Nationally acclaimed science writer to kick off inaugural writer-in-residence program
Paul Raeburn, a former science editor and senior writer at Business Week, will spend two days on the Virginia Tech campus March 23 and 24 as the College of Engineering's first guest speaker of the newly funded "Jebson-Nystrom Science and Technology Writer in Residence Endowment."
Bob Jebson of Culpeper, Va., a 1956 metallurgical engineering graduate and a member of the College of Engineering’s Committee of 100, founded Environmental Systems Service Limited in 1973, and now maintains three facilities in Virginia. Jebson is a pioneer in the testing of water, wastewater, and dairy products. He more recently expanded his company into food analysis.
An admirer of technology communication, Jebson directed a $50,000 gift to the College of Engineering’s public relations program, and worked with Lynn Nystrom, director of news and external relations for engineering, to develop the guidelines that call for a nationally recognized science and technology writer to spend a few days on campus each year.
Jebson said he “established this endowment to enable the college to sponsor a science/technology writer in residence program to interact with students and faculty and share ideas about Virginia Tech’s research and educational innovations with these distinguished guests.”
“When I first heard about Bob’s gift, I found it overwhelming,” Nystrom said. “His generosity is allowing Virginia Tech’s College of Engineering to have the first endowed public relations program in the country, I believe.
“Paul was the natural first choice for this seminar. His credentials, including his premier role in organizing the international New Horizons in Science Briefings, a meeting we hosted at Virginia Tech twice in the past three decades, are among the best of all of today’s science writers,” Nystrom said.
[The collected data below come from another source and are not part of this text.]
use async_trait::async_trait;
use resilience::{with_timeout_result, TimeoutError};
use std::future::Future;
use std::sync::Arc;
use std::time::Duration;

use super::{
    AggregateStore, Document, DocumentData, MergeUpdate, Query, StoreCapabilities, StoreError,
    StoreResult,
};

/// Bounds every call of the wrapped store by a fixed deadline.
///
/// An elapsed deadline surfaces as `StoreError::Timeout`; nothing is retried.
pub struct TimedStore {
    inner: Arc<dyn AggregateStore>,
    timeout: Duration,
}

impl TimedStore {
    pub fn new(inner: Arc<dyn AggregateStore>, timeout: Duration) -> Self {
        Self { inner, timeout }
    }

    async fn bounded<T, F>(&self, future: F) -> StoreResult<T>
    where
        F: Future<Output = StoreResult<T>>,
    {
        with_timeout_result(self.timeout, future)
            .await
            .map_err(|e| match e {
                TimeoutError::Elapsed(after) => StoreError::Timeout(after),
                TimeoutError::Inner(inner) => inner,
            })
    }
}

#[async_trait]
impl AggregateStore for TimedStore {
    fn capabilities(&self) -> StoreCapabilities {
        self.inner.capabilities()
    }

    async fn get(&self, collection: &str, id: &str) -> StoreResult<Option<Document>> {
        self.bounded(self.inner.get(collection, id)).await
    }

    async fn query(&self, collection: &str, query: &Query) -> StoreResult<Vec<Document>> {
        self.bounded(self.inner.query(collection, query)).await
    }

    async fn create(&self, collection: &str, data: DocumentData) -> StoreResult<String> {
        self.bounded(self.inner.create(collection, data)).await
    }

    async fn create_with_id(
        &self,
        collection: &str,
        id: &str,
        data: DocumentData,
    ) -> StoreResult<()> {
        self.bounded(self.inner.create_with_id(collection, id, data))
            .await
    }

    async fn set(&self, collection: &str, id: &str, data: DocumentData) -> StoreResult<()> {
        self.bounded(self.inner.set(collection, id, data)).await
    }

    async fn merge_update(
        &self,
        collection: &str,
        id: &str,
        update: &MergeUpdate,
    ) -> StoreResult<u64> {
        self.bounded(self.inner.merge_update(collection, id, update))
            .await
    }

    async fn health_check(&self) -> StoreResult<()> {
        self.bounded(self.inner.health_check()).await
    }
}

#[cfg(test)]
mod tests {
    use super::*;
    use crate::store::MockAggregateStore;

    struct SlowStore;

    #[async_trait]
    impl AggregateStore for SlowStore {
        fn capabilities(&self) -> StoreCapabilities {
            StoreCapabilities::FULL
        }

        async fn get(&self, _: &str, _: &str) -> StoreResult<Option<Document>> {
            tokio::time::sleep(Duration::from_secs(5)).await;
            Ok(None)
        }

        async fn query(&self, _: &str, _: &Query) -> StoreResult<Vec<Document>> {
            Ok(Vec::new())
        }

        async fn create(&self, _: &str, _: DocumentData) -> StoreResult<String> {
            Ok("id".to_string())
        }

        async fn create_with_id(&self, _: &str, _: &str, _: DocumentData) -> StoreResult<()> {
            Ok(())
        }

        async fn set(&self, _: &str, _: &str, _: DocumentData) -> StoreResult<()> {
            Ok(())
        }

        async fn merge_update(&self, _: &str, _: &str, _: &MergeUpdate) -> StoreResult<u64> {
            Ok(1)
        }
    }

    #[tokio::test]
    async fn test_slow_store_times_out() {
        let store = TimedStore::new(Arc::new(SlowStore), Duration::from_millis(20));
        assert!(matches!(
            store.get("posts", "p1").await,
            Err(StoreError::Timeout(_))
        ));
        assert!(store.query("posts", &Query::new()).await.unwrap().is_empty());
    }

    #[tokio::test]
    async fn test_inner_errors_pass_through_unchanged() {
        let mut mock = MockAggregateStore::new();
        mock.expect_get()
            .times(1)
            .returning(|_, _| Err(StoreError::Unavailable("down".into())));

        let store = TimedStore::new(Arc::new(mock), Duration::from_secs(1));
        assert_eq!(
            store.get("posts", "p1").await.unwrap_err(),
            StoreError::Unavailable("down".into())
        );
    }
}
Raeburn is the author of the memoir “Acquainted with the Night: A Parent’s Quest to Understand Depression and Bipolar Disorder in His Children.” From 1996 to 2003, he was at Business Week magazine, and before that, he was the science editor and chief science correspondent at The Associated Press.
Raeburn is a commentator for National Public Radio’s Morning Edition, and an occasional guest host of NPR’s Talk of the Nation: Science Friday.
Raeburn also is the author of “Mars,” published by the National Geographic Society in 1998, and “The Last Harvest,” published by Simon & Schuster in 1995. He has written for The New York Times Sunday Magazine, Psychology Today, The Washington Post, Discover, Popular Science, Child, Self, Technology Review and many other newspapers and magazines.
Raeburn is a past president of the National Association of Science Writers and a recipient of its Science-in-Society Award. He also has received the Associated Press Managing Editors Award for excellence, two Deadline Club awards, two Computer Press Association awards, and the John P. McGovern Award for Excellence in Medical Communications from the American Medical Writers Association. He is an honorary member of Sigma Xi, the scientific research society.
Raeburn has been a journalism fellow at Stanford University, and science-writer-in-residence at the University of Wisconsin and the University of California, Santa Cruz. He is a graduate of the Massachusetts Institute of Technology, where he received a bachelor’s degree in physics. He also studied composition at the Berklee School of Music in Boston, and he plays piano and guitar. Before joining the AP, he worked for the Boston Phoenix and the Lowell (Mass.) Sun.